Indeed, provisions for COMELEC Time have been made by amendment of the franchises of radio and television
broadcast stations and, until the present case was brought, such provisions had not been thought of as taking
property without just compensation. Art. XII, 11 of the Constitution authorizes the amendment of franchises for
"the common good." What better measure can be conceived for the common good than one for free air time for
the benefit not only of candidates but even more of the public, particularly the voters, so that they will be fully
informed of the issues in an election? "[I]t is the right of the viewers and listeners, not the right of the
broadcasters, which is paramount." 11
Nor indeed can there be any constitutional objection to the requirement that broadcast stations give free air time.

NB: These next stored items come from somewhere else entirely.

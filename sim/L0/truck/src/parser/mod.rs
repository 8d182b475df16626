//! Line-oriented document parser.
//!
//! The parser is a small state machine over the current section, the current
//! module and the folded preset state. Each line is trimmed, classified by
//! its leading keyword and either changes state (sections, segments), acts in
//! place (directives) or is handed to the record parser of the current
//! section. Node references stay textual; [`crate::importer::import`] runs
//! once the whole input has been read.

mod args;
mod body;
mod directives;
mod drivetrain;
mod links;
mod softbody;
mod wheels;

use sim_types::Severity;

use crate::diag::{Diagnostic, Diagnostics};
use crate::document::{
    BeamDefaults, DetacherGroup, Document, EditorGroup, Entry, InertiaDefaults, Module,
    NodeDefaults, PresetRefs, PresetTables, Record, SkeletonSettings,
};
use crate::error::{ParseError, Result};
use crate::importer::{self, ImportOptions, NodeRegistry};
use crate::keyword::{Keyword, KeywordKind};
use crate::tokenizer::split_args;

/// Parser switches.
#[derive(Debug, Clone, Copy, Default, PartialEq, Eq)]
pub struct ParseOptions {
    /// Treat any `;NAME` comment as an editor group, not only `;grp:NAME`.
    pub loose_editor_groups: bool,
    /// Importer switches.
    pub import: ImportOptions,
}

impl ParseOptions {
    /// Enable loose editor groups.
    #[must_use]
    pub fn with_loose_editor_groups(mut self, on: bool) -> Self {
        self.loose_editor_groups = on;
        self
    }

    /// Report index remapping of node ranges as info diagnostics.
    #[must_use]
    pub fn with_remap_trace(mut self, on: bool) -> Self {
        self.import.trace_remapping = on;
        self
    }
}

/// Result of parsing one document.
#[derive(Debug)]
pub struct ParseOutput {
    /// The document, node references resolved.
    pub document: Document,
    /// Everything the parser and importer reported.
    pub diagnostics: Diagnostics,
    /// Node numbering used to resolve references.
    pub nodes: NodeRegistry,
    fatal: Option<ParseError>,
}

impl ParseOutput {
    /// Reject the output when a fatal diagnostic was raised.
    ///
    /// # Errors
    ///
    /// Returns the first fatal error, or [`ParseError::Empty`] when the input
    /// named no actor and held no records.
    pub fn into_strict(self) -> Result<Self> {
        if let Some(err) = self.fatal {
            return Err(err);
        }
        if self.document.name.is_empty() && self.document.entries().next().is_none() {
            return Err(ParseError::Empty);
        }
        Ok(self)
    }

    /// First fatal error, if any.
    #[must_use]
    pub fn fatal(&self) -> Option<&ParseError> {
        self.fatal.as_ref()
    }
}

/// Preset values in force, with the snapshot each one was pushed as.
#[derive(Debug, Clone, Default)]
struct PresetState {
    beam: BeamDefaults,
    node: NodeDefaults,
    inertia: InertiaDefaults,
    minimass: f64,
    detacher: DetacherGroup,
    managed_mat_double_sided: bool,
    collision_range: f64,
    skeleton: SkeletonSettings,
    refs: PresetRefs,
}

fn snapshot<T: Clone>(table: &mut Vec<T>, value: &T) -> Option<u32> {
    table.push(value.clone());
    u32::try_from(table.len() - 1).ok()
}

impl PresetState {
    /// Tables for a fresh module, carrying every preset already in force.
    fn seed(&mut self) -> PresetTables {
        let mut tables = PresetTables::default();
        if self.refs.beam_defaults.is_some() {
            self.refs.beam_defaults = snapshot(&mut tables.beam_defaults, &self.beam);
        }
        if self.refs.node_defaults.is_some() {
            self.refs.node_defaults = snapshot(&mut tables.node_defaults, &self.node);
        }
        if self.refs.inertia_defaults.is_some() {
            self.refs.inertia_defaults = snapshot(&mut tables.inertia_defaults, &self.inertia);
        }
        if self.refs.minimass.is_some() {
            self.refs.minimass = snapshot(&mut tables.minimass, &self.minimass);
        }
        if self.refs.detacher_group.is_some() {
            self.refs.detacher_group = snapshot(&mut tables.detacher_group, &self.detacher);
        }
        if self.refs.managed_mat.is_some() {
            self.refs.managed_mat =
                snapshot(&mut tables.managed_mat_double_sided, &self.managed_mat_double_sided);
        }
        if self.refs.collision_range.is_some() {
            self.refs.collision_range = snapshot(&mut tables.collision_range, &self.collision_range);
        }
        if self.refs.skeleton.is_some() {
            self.refs.skeleton = snapshot(&mut tables.skeleton, &self.skeleton);
        }
        tables
    }
}

pub(crate) struct Parser {
    doc: Document,
    module: Module,
    diags: Diagnostics,
    registry: NodeRegistry,
    options: ParseOptions,
    presets: PresetState,
    line: usize,
    section: Option<Keyword>,
    keyword: Option<Keyword>,
    saved_section: Option<Keyword>,
    name_seen: bool,
    /// Number of the last numbered node dropped for being out of sequence.
    dropped_node: Option<u32>,
    fatal: Option<ParseError>,
}

impl Parser {
    fn new(options: ParseOptions) -> Self {
        Self {
            doc: Document::default(),
            module: Module::default(),
            diags: Diagnostics::new(),
            registry: NodeRegistry::new(),
            options,
            presets: PresetState::default(),
            line: 0,
            section: None,
            keyword: None,
            saved_section: None,
            name_seen: false,
            dropped_node: None,
            fatal: None,
        }
    }

    pub(super) fn report(&mut self, severity: Severity, message: String) {
        self.diags.push(Diagnostic {
            severity,
            line: self.line,
            section: self.section,
            keyword: self.keyword,
            message,
        });
    }

    /// Report a fatal anomaly and remember the first one as an error.
    fn report_fatal(&mut self, error: ParseError, message: String) {
        if self.fatal.is_none() {
            self.fatal = Some(error);
        }
        self.report(Severity::Fatal, message);
    }

    /// Append a record under the presets currently in force.
    pub(super) fn push(&mut self, keyword: Keyword, record: Record) {
        let editor_group = self
            .module
            .editor_groups
            .last()
            .filter(|g| g.section == self.section)
            .map(|_| self.module.editor_groups.len() - 1);
        self.module.entries.push(Entry {
            line: self.line,
            keyword,
            presets: self.presets.refs,
            editor_group,
            record,
        });
    }

    /// Records of the current module, most recent last.
    pub(super) fn entries_mut(&mut self) -> &mut Vec<Entry> {
        &mut self.module.entries
    }

    fn tables(&mut self) -> (&mut PresetTables, &mut PresetState) {
        (&mut self.module.presets, &mut self.presets)
    }

    fn open_module(&mut self, explicit: bool, sectionconfigs: Vec<String>) {
        let tables = self.presets.seed();
        let next = Module {
            sectionconfigs,
            defined_explicitly: explicit,
            presets: tables,
            ..Module::default()
        };
        let done = std::mem::replace(&mut self.module, next);
        self.doc.modules.push(done);
    }

    fn process_line(&mut self, raw: &str) {
        let line = raw.trim();
        if line.is_empty() {
            return;
        }
        self.keyword = None;
        if line.starts_with(';') || line.starts_with("//") {
            self.process_comment(line);
            return;
        }

        let args = split_args(line);
        let Some(keyword) = Keyword::identify(line) else {
            self.process_data(line, &args);
            return;
        };
        match keyword.kind() {
            KeywordKind::Section => {
                self.section = Some(keyword);
                if keyword == Keyword::Camerarail {
                    self.push(Keyword::Camerarail, Record::CameraRail(Vec::new()));
                }
            }
            KeywordKind::Directive => {
                self.keyword = Some(keyword);
                self.process_directive(keyword, line, &args);
            }
            KeywordKind::Segment => {
                self.keyword = Some(keyword);
                if keyword == Keyword::Section {
                    self.begin_segment(&args);
                } else {
                    self.end_segment();
                }
            }
            KeywordKind::Ignored => {}
        }
    }

    fn process_comment(&mut self, line: &str) {
        let Some(rest) = line.strip_prefix(';') else {
            return;
        };
        let name = match rest.strip_prefix("grp:") {
            Some(name) => name,
            None if self.options.loose_editor_groups => rest,
            None => return,
        };
        self.module.editor_groups.push(EditorGroup {
            name: name.to_owned(),
            section: self.section,
        });
    }

    fn begin_segment(&mut self, args: &[&str]) {
        if self.module.defined_explicitly {
            self.report(
                Severity::Error,
                "Misplaced 'section'; segments are not allowed to overlap.".to_owned(),
            );
            return;
        }
        self.saved_section = self.section.take();
        let configs = args.iter().skip(2).map(|s| (*s).to_owned()).collect();
        self.open_module(true, configs);
    }

    fn end_segment(&mut self) {
        if !self.module.defined_explicitly {
            self.report(
                Severity::Error,
                "Misplaced 'end_section', no matching 'section'".to_owned(),
            );
            return;
        }
        self.section = self.saved_section.take();
        self.open_module(false, Vec::new());
    }

    fn process_data(&mut self, line: &str, args: &[&str]) {
        let Some(section) = self.section else {
            if self.name_seen {
                self.report(
                    Severity::Warning,
                    format!("Line outside any section, renaming actor to \"{line}\""),
                );
            }
            self.doc.name = line.to_owned();
            self.name_seen = true;
            return;
        };
        match section {
            Keyword::Nodes | Keyword::Nodes2 => self.parse_node(section, args),
            Keyword::Beams => self.parse_beam(args),
            Keyword::Shocks => self.parse_shock(args),
            Keyword::Shocks2 => self.parse_shock2(args),
            Keyword::Shocks3 => self.parse_shock3(args),
            Keyword::Hydros => self.parse_hydro(args),
            Keyword::Commands | Keyword::Commands2 => self.parse_command(section, args),
            Keyword::Animators => self.parse_animator(line),
            Keyword::Triggers => self.parse_trigger(args),
            Keyword::Rotators | Keyword::Rotators2 => self.parse_rotator(section, args),
            Keyword::Hooks => self.parse_hook(args),
            Keyword::Ties => self.parse_tie(args),
            Keyword::Ropes => self.parse_rope(args),
            Keyword::Ropables => self.parse_ropable(args),
            Keyword::Railgroups => self.parse_railgroup(line),
            Keyword::Slidenodes => self.parse_slidenode(line),
            Keyword::Lockgroups => self.parse_lockgroup(args),
            Keyword::Wheels => self.parse_wheel(args),
            Keyword::Wheels2 => self.parse_wheel2(args),
            Keyword::Meshwheels | Keyword::Meshwheels2 => self.parse_mesh_wheel(section, args),
            Keyword::Flexbodywheels => self.parse_flexbody_wheel(args),
            Keyword::Wheeldetachers => self.parse_wheel_detacher(args),
            Keyword::Cinecam => self.parse_cinecam(args),
            Keyword::Cameras => self.parse_camera(args),
            Keyword::Camerarail => self.parse_camera_rail(args),
            Keyword::Engine => self.parse_engine(args),
            Keyword::Engoption => self.parse_engoption(args),
            Keyword::Engturbo => self.parse_engturbo(args),
            Keyword::Torquecurve => self.parse_torque_curve(line),
            Keyword::Brakes => self.parse_brakes(args),
            Keyword::Axles => self.parse_axle(line),
            Keyword::Interaxles => self.parse_interaxle(line),
            Keyword::TransferCase => self.parse_transfer_case(args),
            Keyword::Contacters => self.parse_contacter(args),
            Keyword::Fixes => self.parse_fixes(args),
            Keyword::Minimass => self.parse_minimass(args),
            Keyword::Nodecollision => self.parse_node_collision(args),
            Keyword::Collisionboxes => self.parse_collision_box(line),
            Keyword::Cab => self.parse_cab(args),
            Keyword::Globals => self.parse_globals(args),
            Keyword::Fusedrag => self.parse_fusedrag(args),
            Keyword::Exhausts => self.parse_exhaust(args),
            Keyword::Flexbodies => self.parse_flexbody(args),
            Keyword::End => {}
            other => {
                let raw = args.iter().map(|s| (*s).to_owned()).collect();
                self.push(other, Record::Raw(raw));
            }
        }
    }

    fn finish(mut self) -> ParseOutput {
        let last = std::mem::take(&mut self.module);
        self.doc.modules.push(last);
        importer::import(
            &mut self.doc,
            &self.registry,
            self.options.import,
            &mut self.diags,
        );
        tracing::debug!(
            name = %self.doc.name,
            modules = self.doc.modules.len(),
            nodes = self.registry.len(),
            diagnostics = self.diags.len(),
            "actor document parsed"
        );
        ParseOutput {
            document: self.doc,
            diagnostics: self.diags,
            nodes: self.registry,
            fatal: self.fatal,
        }
    }
}

/// Parse a whole document and resolve its node references.
///
/// Never fails: anomalies, fatal ones included, are returned as
/// diagnostics. Use [`ParseOutput::into_strict`] to reject fatal input.
#[must_use]
pub fn parse(text: &str, options: ParseOptions) -> ParseOutput {
    let mut parser = Parser::new(options);
    for (i, raw) in text.lines().enumerate() {
        parser.line = i + 1;
        parser.process_line(raw);
    }
    parser.finish()
}

#[cfg(test)]
mod tests;
//! Engine start, automatic shifting and command-key actuation.

use approx::assert_relative_eq;
use sim_conformance_tests::{run, spawn, steps_for, ARM, ENGINE};
use sim_core::engine::{Engine, EngineFeedback, GearboxMode};
use sim_types::{InputEvent, NullSound, NullTerrain, SimConfig, Vec3};

/// Substeps per rendered frame in these tests.
const FRAME: usize = 40;

fn engine(config: &SimConfig) -> Engine {
    let actor = spawn(ENGINE, Vec3::zeros(), config);
    actor.engine.clone().expect("document declares an engine")
}

// ============================================================================
// Engine
// ============================================================================

#[test]
fn start_request_idles_in_first_gear() {
    let config = SimConfig::deterministic();
    let mut actor = spawn(ENGINE, Vec3::zeros(), &config);
    let idle = actor.engine.as_ref().map(Engine::idle_rpm).expect("engine");
    assert_relative_eq!(idle, 400.0);
    assert_eq!(actor.engine.as_ref().map(Engine::auto_mode), Some(GearboxMode::Automatic));

    actor.apply_input(InputEvent::StartEngine, &NullSound);
    run(&mut actor, &config, &NullTerrain, steps_for(2.0, &config));
    assert!(actor.rpm() > idle, "rpm {} at idle {idle}", actor.rpm());
    assert_eq!(actor.gear(), 1);
}

#[test]
fn redline_in_first_upshifts_at_the_next_frame() {
    let config = SimConfig::deterministic();
    let mut e = engine(&config);
    let dt = config.physics_dt;
    let feedback = EngineFeedback::default();
    e.start();
    e.set_acc(1.0);
    // Wheels turning at 1950 rpm through first gear, maxRPM is 2000.
    e.set_wheel_revolutions(1950.0 / e.ratio(1));

    e.update(dt, true, &feedback);
    assert!(e.is_shifting());
    // Set to 100 by the upshift and already counted down once.
    assert_eq!(e.kickdown_delay(), 99);
    for _ in 0..1000 {
        e.update(dt, false, &feedback);
    }
    assert_eq!(e.gear(), 2);
}

#[test]
fn steady_cruise_never_hunts_between_gears() {
    let config = SimConfig::deterministic();
    let mut e = engine(&config);
    let dt = config.physics_dt;
    let feedback = EngineFeedback::default();
    e.start();
    e.set_acc(0.4);
    let wheel = 1000.0 / e.ratio(1);

    let mut changes: Vec<(usize, i32)> = Vec::new();
    let mut gear = e.gear();
    for frame in 0..1500 {
        for sub in 0..FRAME {
            e.set_wheel_revolutions(wheel);
            e.update(dt, sub == FRAME - 1, &feedback);
        }
        if e.gear() != gear {
            changes.push((frame, e.gear() - gear));
            gear = e.gear();
        }
    }

    for pair in changes.windows(2) {
        let ((f0, d0), (f1, d1)) = (pair[0], pair[1]);
        if d0.signum() != d1.signum() {
            #[allow(clippy::cast_possible_truncation, clippy::cast_sign_loss)]
            let min_gap = (100.0 * e.shift_behaviour()).ceil() as usize;
            assert!(f1 - f0 >= min_gap, "gear hunted at frames {f0} and {f1}: {changes:?}");
        }
    }
    assert!(e.is_running());
}

// ============================================================================
// Commands
// ============================================================================

#[test]
fn held_command_moves_by_one_step_per_substep() {
    let config = SimConfig::deterministic().zero_gravity().without_drag();
    let mut actor = spawn(ARM, Vec3::zeros(), &config);
    let binding = actor.command_keys[4].beams[0].clone();
    assert!(!binding.contraction);
    let beam = binding.beam;
    let step = binding.speed * config.physics_dt;

    actor.apply_input(InputEvent::Command { key: 4, value: 1.0 }, &NullSound);
    let l0 = actor.beams[beam].rest_length;
    run(&mut actor, &config, &NullTerrain, 1);
    let l1 = actor.beams[beam].rest_length;
    run(&mut actor, &config, &NullTerrain, 1);
    let l2 = actor.beams[beam].rest_length;

    assert_relative_eq!(l1 - l0, step, epsilon = 1e-12);
    assert_relative_eq!(l2 - l1, step, epsilon = 1e-12);

    // Releasing the key stops the beam where it is.
    actor.apply_input(InputEvent::Command { key: 4, value: 0.0 }, &NullSound);
    run(&mut actor, &config, &NullTerrain, 1);
    assert_relative_eq!(actor.beams[beam].rest_length, l2, epsilon = 1e-12);
}
mod output;

use clap::{Args, Parser, Subcommand};
use output::{OutputFormat, progress_line, render};
use rayon::prelude::*;
use rh_core::Material;
use rh_project::{CaseFile, ProjectError, RodCase, ValidationError};
use rh_solver::{Profile, RodProblem, SolverError, march_with_progress, solve};
use std::io::{self, Write};
use std::path::{Path, PathBuf};
use std::time::Instant;

#[derive(thiserror::Error, Debug)]
enum CliError {
    #[error("{0}")]
    Solver(#[from] SolverError),

    #[error("{0}")]
    Project(#[from] ProjectError),

    #[error("{0}")]
    Validation(#[from] ValidationError),

    #[error("I/O error: {0}")]
    Io(#[from] io::Error),

    #[error("JSON error: {0}")]
    Json(#[from] serde_json::Error),
}

type CliResult<T> = Result<T, CliError>;

#[derive(Parser)]
#[command(name = "rh-cli")]
#[command(about = "rodheat CLI - transient heat conduction in a steel rod", long_about = None)]
struct Cli {
    #[command(subcommand)]
    command: Commands,
}

#[derive(Subcommand)]
enum Commands {
    /// Run one rod case and print the final temperature profile
    Run {
        #[command(flatten)]
        problem: ProblemArgs,
        /// Profile output format
        #[arg(long, value_enum, default_value_t = OutputFormat::Table)]
        format: OutputFormat,
        /// Write the profile to this file instead of stdout
        #[arg(short, long)]
        output: Option<PathBuf>,
        /// Show a progress bar while marching
        #[arg(long)]
        progress: bool,
    },
    /// Run every case of a case file and compare the results
    Compare {
        /// Path to the case file (YAML or JSON)
        path: PathBuf,
    },
    /// Validate a case file
    Validate {
        /// Path to the case file (YAML or JSON)
        path: PathBuf,
    },
    /// Write a case file containing the default case
    Init {
        /// Path of the new case file
        path: PathBuf,
        /// Case file name
        #[arg(long, default_value = "rod")]
        name: String,
    },
}

/// Case selection; any flag given overrides the case's value.
#[derive(Args)]
struct ProblemArgs {
    /// Case file to take the case from
    #[arg(long)]
    config: Option<PathBuf>,
    /// Case ID in the case file (defaults to the first case)
    #[arg(long, requires = "config")]
    case: Option<String>,
    /// Rod length L in metres
    #[arg(long)]
    length: Option<f64>,
    /// Spatial step h in metres
    #[arg(long)]
    h: Option<f64>,
    /// Time step tau in seconds
    #[arg(long)]
    tau: Option<f64>,
    /// Simulated time in seconds
    #[arg(long)]
    time: Option<f64>,
    /// Left boundary temperature
    #[arg(long, allow_hyphen_values = true)]
    t_left: Option<f64>,
    /// Right boundary temperature
    #[arg(long, allow_hyphen_values = true)]
    t_right: Option<f64>,
    /// Initial interior temperature
    #[arg(long, allow_hyphen_values = true)]
    t_start: Option<f64>,
}

impl ProblemArgs {
    fn resolve(&self) -> CliResult<RodProblem> {
        let mut problem = match &self.config {
            Some(path) => {
                let file = rh_project::load(path)?;
                select_case(&file, self.case.as_deref())?.to_problem()
            }
            None => RodProblem::default(),
        };

        if let Some(v) = self.length {
            problem.length = v;
        }
        if let Some(v) = self.h {
            problem.h = v;
        }
        if let Some(v) = self.tau {
            problem.tau = v;
        }
        if let Some(v) = self.time {
            problem.total_time = v;
        }
        if let Some(v) = self.t_left {
            problem.t_left = v;
        }
        if let Some(v) = self.t_right {
            problem.t_right = v;
        }
        if let Some(v) = self.t_start {
            problem.t_start = v;
        }
        Ok(problem)
    }
}

fn select_case<'a>(file: &'a CaseFile, id: Option<&str>) -> Result<&'a RodCase, ValidationError> {
    match id {
        Some(id) => file.case(id).ok_or_else(|| ValidationError::MissingCase {
            id: id.to_string(),
        }),
        None => file.cases.first().ok_or(ValidationError::Empty),
    }
}

fn main() -> CliResult<()> {
    // Initialize tracing
    tracing_subscriber::fmt::init();

    let cli = Cli::parse();

    match cli.command {
        Commands::Run {
            problem,
            format,
            output,
            progress,
        } => cmd_run(&problem.resolve()?, format, output.as_deref(), progress),
        Commands::Compare { path } => cmd_compare(&path),
        Commands::Validate { path } => cmd_validate(&path),
        Commands::Init { path, name } => cmd_init(&path, &name),
    }
}

fn cmd_run(
    problem: &RodProblem,
    format: OutputFormat,
    output: Option<&Path>,
    progress: bool,
) -> CliResult<()> {
    problem.validate()?;
    println!(
        "Rod: L = {} m, h = {} m, tau = {} s, time = {} s",
        problem.length, problem.h, problem.tau, problem.total_time
    );
    println!(
        "  {} nodes, {} steps",
        problem.node_count(),
        problem.step_count()
    );

    let start = Instant::now();
    let profile = if progress {
        let mut last_emit = Instant::now();
        let profile = march_with_progress(
            problem,
            &Material::steel(),
            Some(&mut |p| {
                if p.step == p.steps || last_emit.elapsed().as_millis() >= 100 {
                    print!("{}", progress_line(&p, start.elapsed().as_secs_f64()));
                    let _ = io::stdout().flush();
                    last_emit = Instant::now();
                }
            }),
        )?;
        clear_progress_line();
        profile
    } else {
        solve(problem)?
    };
    let elapsed = start.elapsed().as_secs_f64();
    tracing::info!(
        nodes = profile.len(),
        steps = profile.steps,
        elapsed_s = elapsed,
        "run finished"
    );

    print_summary(&profile, elapsed);

    let text = render(&profile, format)?;
    if let Some(path) = output {
        std::fs::write(path, text)?;
        println!("✓ Exported {} points to {}", profile.len(), path.display());
    } else {
        print!("{}", text);
    }
    Ok(())
}

fn print_summary(profile: &Profile, elapsed_s: f64) {
    if let Some(center) = profile.center() {
        println!(
            "Center temperature: {:.4} (x = {} m)",
            center.temperature, center.x
        );
    }
    println!("Computation time: {:.6} s", elapsed_s);
}

fn cmd_compare(path: &Path) -> CliResult<()> {
    let file = rh_project::load(path)?;
    println!("Comparing {} cases from '{}'", file.cases.len(), file.name);

    let runs: Vec<_> = file
        .cases
        .par_iter()
        .map(|case| {
            let start = Instant::now();
            let result = solve(&case.to_problem());
            let elapsed = start.elapsed().as_secs_f64();
            match &result {
                Ok(profile) => tracing::info!(
                    case = %case.id,
                    nodes = profile.len(),
                    steps = profile.steps,
                    elapsed_s = elapsed,
                    "case finished"
                ),
                Err(err) => tracing::warn!(case = %case.id, error = %err, "case failed"),
            }
            (case, result, elapsed)
        })
        .collect();

    println!(
        "{:<16} {:>10} {:>10} {:>7} {:>8} {:>12} {:>12} {:>11}",
        "case", "h [m]", "tau [s]", "nodes", "steps", "T center", "max dev", "time [s]"
    );
    let mut first_error = None;
    for (case, result, elapsed) in runs {
        match result {
            Ok(profile) => {
                let center = profile.center().map_or(f64::NAN, |p| p.temperature);
                println!(
                    "{:<16} {:>10} {:>10} {:>7} {:>8} {:>12.4} {:>12.4e} {:>11.6}",
                    case.id,
                    case.discretization.h_m,
                    case.discretization.tau_s,
                    profile.len(),
                    profile.steps,
                    center,
                    profile.steady_state_deviation(),
                    elapsed
                );
            }
            Err(err) => {
                println!("{:<16} FAILED: {}", case.id, err);
                first_error.get_or_insert(err);
            }
        }
    }

    match first_error {
        Some(err) => Err(err.into()),
        None => Ok(()),
    }
}

fn cmd_validate(path: &Path) -> CliResult<()> {
    println!("Validating case file: {}", path.display());
    let file = rh_project::load(path)?;
    println!("✓ Case file is valid ({} cases)", file.cases.len());
    Ok(())
}

fn cmd_init(path: &Path, name: &str) -> CliResult<()> {
    let file = CaseFile::with_default_case(name);
    rh_project::save(path, &file)?;
    println!("✓ Wrote {}", path.display());
    Ok(())
}

fn clear_progress_line() {
    print!("\r{}\r", " ".repeat(100));
    let _ = io::stdout().flush();
}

Even in the United States, there are responsible scholars who believe that government controls on broadcast
media can constitutionally be instituted to ensure diversity of views and attention to public affairs to further the
system of free expression. For this purpose, broadcast stations may be required to give free air time to candidates
in an election.
In truth, radio and television broadcasting companies, which are given franchises, do not own the airwaves and
frequencies through which they transmit broadcast signals and images. They are merely given the temporary
privilege of using them. Since a franchise is a mere privilege, the exercise of the privilege may reasonably be
burdened with the performance by the grantee of some form of public service.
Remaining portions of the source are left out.